**Supplied data**:
◆ ◆ ◆ ◆
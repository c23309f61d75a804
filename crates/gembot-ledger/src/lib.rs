//! GemBot Ledger - in-memory registry of users and their gem balances
//!
//! The ledger is:
//! - Keyed by sender identity (one record per `UserId`, for the process lifetime)
//! - Capped (no balance above the policy's `max_gems`)
//! - Non-negative (spends are rejected before they could underflow)
//! - Append-only in its history (every successful earn/spend is recorded)
//!
//! Balances only change through [`balance::earn`] and [`balance::spend`],
//! applied under the ledger's write lock. That lock is the single point of
//! mutual exclusion if events are ever handled concurrently.

pub mod balance;
pub mod error;
pub mod user;

use std::collections::HashMap;
use std::sync::Arc;

use chrono::{DateTime, Utc};
use serde::{Deserialize, Serialize};
use tokio::sync::RwLock;
use uuid::Uuid;

use gembot_types::{CatalogEntry, Gems, Sender, UserId};

pub use balance::{BalanceError, BalancePolicy};
pub use error::{LedgerError, Result};
pub use user::User;

/// Unique identifier for a ledger entry
#[derive(Debug, Clone, PartialEq, Eq, Hash, Serialize, Deserialize)]
pub struct EntryId(pub String);

impl EntryId {
    pub fn new() -> Self {
        Self(format!("entry_{}", Uuid::new_v4()))
    }
}

impl Default for EntryId {
    fn default() -> Self {
        Self::new()
    }
}

/// Direction of a balance change
#[derive(Debug, Clone, Copy, PartialEq, Eq, Serialize, Deserialize)]
pub enum EntryKind {
    /// Gems granted for a useful activity
    Earn,
    /// Gems paid for a reward
    Spend,
}

/// A single successful balance change
#[derive(Debug, Clone, Serialize, Deserialize)]
pub struct LedgerEntry {
    pub entry_id: EntryId,
    pub user: UserId,
    pub kind: EntryKind,
    /// Catalog code that caused the change
    pub code: String,
    pub amount: Gems,
    pub balance_after: Gems,
    pub created_at: DateTime<Utc>,
}

/// The GemBot user ledger
///
/// Cheap to clone; clones share the same state.
#[derive(Clone)]
pub struct UserLedger {
    users: Arc<RwLock<HashMap<UserId, User>>>,
    /// Registration order; only written while the `users` write lock is held
    order: Arc<RwLock<Vec<UserId>>>,
    entries: Arc<RwLock<Vec<LedgerEntry>>>,
    policy: BalancePolicy,
}

impl UserLedger {
    /// Create an empty ledger with the default `MAX_GEMS` cap
    pub fn new() -> Self {
        Self::with_policy(BalancePolicy::default())
    }

    pub fn with_policy(policy: BalancePolicy) -> Self {
        Self {
            users: Arc::new(RwLock::new(HashMap::new())),
            order: Arc::new(RwLock::new(Vec::new())),
            entries: Arc::new(RwLock::new(Vec::new())),
            policy,
        }
    }

    pub fn policy(&self) -> &BalancePolicy {
        &self.policy
    }

    /// Look up a user by identity
    pub async fn find_user(&self, id: &UserId) -> Option<User> {
        self.users.read().await.get(id).cloned()
    }

    /// Register a new user with a zero balance
    ///
    /// Fails if the identity is already known; use [`Self::get_or_create`]
    /// when handling events.
    pub async fn register_user(&self, id: &UserId, name: impl Into<String>) -> Result<User> {
        let mut users = self.users.write().await;
        if users.contains_key(id) {
            return Err(LedgerError::AlreadyRegistered { user: *id });
        }

        let user = User::new(*id, name);
        users.insert(*id, user.clone());
        self.order.write().await.push(*id);
        tracing::info!(user = %id, name = %user.name, "User registered");
        Ok(user)
    }

    /// Return the existing record for the sender, registering it first if unseen
    ///
    /// The display name is only read from `sender` on first contact.
    pub async fn get_or_create(&self, sender: &Sender) -> User {
        if let Some(user) = self.find_user(&sender.id).await {
            return user;
        }

        let mut users = self.users.write().await;
        if let Some(user) = users.get(&sender.id) {
            return user.clone();
        }

        let user = User::new(sender.id, sender.display_name());
        users.insert(sender.id, user.clone());
        self.order.write().await.push(sender.id);
        tracing::info!(user = %sender.id, name = %user.name, "User registered");
        user
    }

    /// Current balance, if the user is known
    pub async fn balance(&self, id: &UserId) -> Option<Gems> {
        self.users.read().await.get(id).map(|u| u.gems)
    }

    /// Credit a useful activity to a user
    ///
    /// Returns the new balance. On failure the balance is unchanged and no
    /// entry is recorded.
    pub async fn earn(&self, id: &UserId, entry: &CatalogEntry) -> Result<Gems> {
        let policy = self.policy;
        self.apply(id, entry, EntryKind::Earn, |user| {
            balance::earn(user, entry, &policy)
        })
        .await
    }

    /// Charge a reward to a user
    ///
    /// Returns the new balance. On failure the balance is unchanged and no
    /// entry is recorded.
    pub async fn spend(&self, id: &UserId, entry: &CatalogEntry) -> Result<Gems> {
        self.apply(id, entry, EntryKind::Spend, |user| balance::spend(user, entry))
            .await
    }

    async fn apply<F>(&self, id: &UserId, entry: &CatalogEntry, kind: EntryKind, op: F) -> Result<Gems>
    where
        F: FnOnce(&mut User) -> std::result::Result<Gems, BalanceError>,
    {
        let mut users = self.users.write().await;
        let mut entries = self.entries.write().await;

        let user = users
            .get_mut(id)
            .ok_or(LedgerError::UserNotFound { user: *id })?;

        let balance_after = op(user)?;

        entries.push(LedgerEntry {
            entry_id: EntryId::new(),
            user: *id,
            kind,
            code: entry.code.clone(),
            amount: entry.gems,
            balance_after,
            created_at: Utc::now(),
        });

        Ok(balance_after)
    }

    /// All entries for a user, oldest first
    pub async fn history(&self, id: &UserId) -> Vec<LedgerEntry> {
        let entries = self.entries.read().await;
        entries.iter().filter(|e| &e.user == id).cloned().collect()
    }

    /// Get recent entries (newest first)
    pub async fn recent_entries(&self, limit: usize) -> Vec<LedgerEntry> {
        let entries = self.entries.read().await;
        entries.iter().rev().take(limit).cloned().collect()
    }

    pub async fn entry_count(&self) -> usize {
        self.entries.read().await.len()
    }

    pub async fn user_count(&self) -> usize {
        self.users.read().await.len()
    }

    /// Snapshot of all users in registration order
    pub async fn users(&self) -> Vec<User> {
        let users = self.users.read().await;
        let order = self.order.read().await;
        order.iter().filter_map(|id| users.get(id).cloned()).collect()
    }
}

impl Default for UserLedger {
    fn default() -> Self {
        Self::new()
    }
}

#[cfg(test)]
mod tests {
    use super::*;
    use gembot_types::MAX_GEMS;

    fn yoga() -> CatalogEntry {
        CatalogEntry::new("yoga", "Yoga (15 minutes)", 1)
    }

    fn movie() -> CatalogEntry {
        CatalogEntry::new("watch_movie", "Watching a movie (1 item)", 30)
    }

    #[tokio::test]
    async fn test_register_and_find() {
        let ledger = UserLedger::new();
        let id = UserId::new(7);

        assert!(ledger.find_user(&id).await.is_none());

        let user = ledger.register_user(&id, "Ada").await.unwrap();
        assert_eq!(user.gems, Gems::zero());
        assert_eq!(ledger.find_user(&id).await, Some(user));
    }

    #[tokio::test]
    async fn test_register_twice_fails() {
        let ledger = UserLedger::new();
        let id = UserId::new(7);

        ledger.register_user(&id, "Ada").await.unwrap();
        let result = ledger.register_user(&id, "Other").await;
        assert_eq!(result, Err(LedgerError::AlreadyRegistered { user: id }));
        assert_eq!(ledger.user_count().await, 1);
    }

    #[tokio::test]
    async fn test_get_or_create_returns_same_record() {
        let ledger = UserLedger::new();
        let sender = Sender::new(1, "Ada").with_last_name("Lovelace");

        let first = ledger.get_or_create(&sender).await;
        let renamed = Sender::new(1, "Countess");
        let second = ledger.get_or_create(&renamed).await;

        assert_eq!(first, second);
        assert_eq!(second.name, "Ada Lovelace");
        assert_eq!(ledger.user_count().await, 1);
    }

    #[tokio::test]
    async fn test_earn_and_spend_record_history() {
        let ledger = UserLedger::new();
        let id = UserId::new(1);
        ledger.register_user(&id, "Ada").await.unwrap();

        for _ in 0..31 {
            ledger.earn(&id, &yoga()).await.unwrap();
        }
        let balance = ledger.spend(&id, &movie()).await.unwrap();

        assert_eq!(balance, Gems(1));
        assert_eq!(ledger.balance(&id).await, Some(Gems(1)));

        let history = ledger.history(&id).await;
        assert_eq!(history.len(), 32);
        assert_eq!(history.last().map(|e| e.kind), Some(EntryKind::Spend));
        assert_eq!(ledger.recent_entries(1).await[0].code, "watch_movie");
    }

    #[tokio::test]
    async fn test_failed_spend_leaves_no_trace() {
        let ledger = UserLedger::new();
        let id = UserId::new(1);
        ledger.register_user(&id, "Ada").await.unwrap();
        ledger.earn(&id, &yoga()).await.unwrap();

        let result = ledger.spend(&id, &movie()).await;
        assert!(matches!(
            result,
            Err(LedgerError::Balance(BalanceError::InsufficientBalance { .. }))
        ));
        assert_eq!(ledger.balance(&id).await, Some(Gems(1)));
        assert_eq!(ledger.entry_count().await, 1);
    }

    #[tokio::test]
    async fn test_cap_enforced() {
        let ledger = UserLedger::new();
        let id = UserId::new(1);
        ledger.register_user(&id, "Ada").await.unwrap();

        let bulk = CatalogEntry::new("marathon", "Marathon", 500);
        assert_eq!(ledger.earn(&id, &bulk).await, Ok(MAX_GEMS));

        let result = ledger.earn(&id, &yoga()).await;
        assert!(matches!(
            result,
            Err(LedgerError::Balance(BalanceError::CapExceeded { .. }))
        ));
        assert_eq!(ledger.balance(&id).await, Some(MAX_GEMS));
    }

    #[tokio::test]
    async fn test_custom_policy_cap() {
        let ledger = UserLedger::with_policy(BalancePolicy::with_cap(Gems(2)));
        let id = UserId::new(1);
        ledger.register_user(&id, "Ada").await.unwrap();

        ledger.earn(&id, &yoga()).await.unwrap();
        ledger.earn(&id, &yoga()).await.unwrap();
        assert!(ledger.earn(&id, &yoga()).await.is_err());
        assert_eq!(ledger.balance(&id).await, Some(Gems(2)));
    }

    #[tokio::test]
    async fn test_unknown_user() {
        let ledger = UserLedger::new();
        let id = UserId::new(99);

        assert_eq!(
            ledger.earn(&id, &yoga()).await,
            Err(LedgerError::UserNotFound { user: id })
        );
    }

    #[tokio::test]
    async fn test_clones_share_state() {
        let ledger = UserLedger::new();
        let other = ledger.clone();
        let sender = Sender::new(5, "Grace");

        ledger.get_or_create(&sender).await;
        other.earn(&sender.id, &yoga()).await.unwrap();

        assert_eq!(ledger.balance(&sender.id).await, Some(Gems(1)));
        assert_eq!(ledger.users().await.len(), 1);
    }

    #[tokio::test]
    async fn test_users_keep_registration_order() {
        let ledger = UserLedger::new();
        ledger.register_user(&UserId::new(3), "Carol").await.unwrap();
        ledger.get_or_create(&Sender::new(2, "Bob")).await;
        ledger.register_user(&UserId::new(1), "Alice").await.unwrap();
        ledger.get_or_create(&Sender::new(3, "Carol again")).await;

        let ids: Vec<i64> = ledger
            .users()
            .await
            .iter()
            .map(|u| u.id.as_i64())
            .collect();
        assert_eq!(ids, vec![3, 2, 1]);
    }
}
◆ ◆ ◆ ◆
**Problem description**:
Given the records above, return exactly the lines starting at the line containing "when handling events." and ending at the line containing "users.insert(*id, user.clone());", including both.

**Reply**:
    /// when handling events.
    pub async fn register_user(&self, id: &UserId, name: impl Into<String>) -> Result<User> {
        let mut users = self.users.write().await;
        if users.contains_key(id) {
            return Err(LedgerError::AlreadyRegistered { user: *id });
        }

        let user = User::new(*id, name);
        users.insert(*id, user.clone());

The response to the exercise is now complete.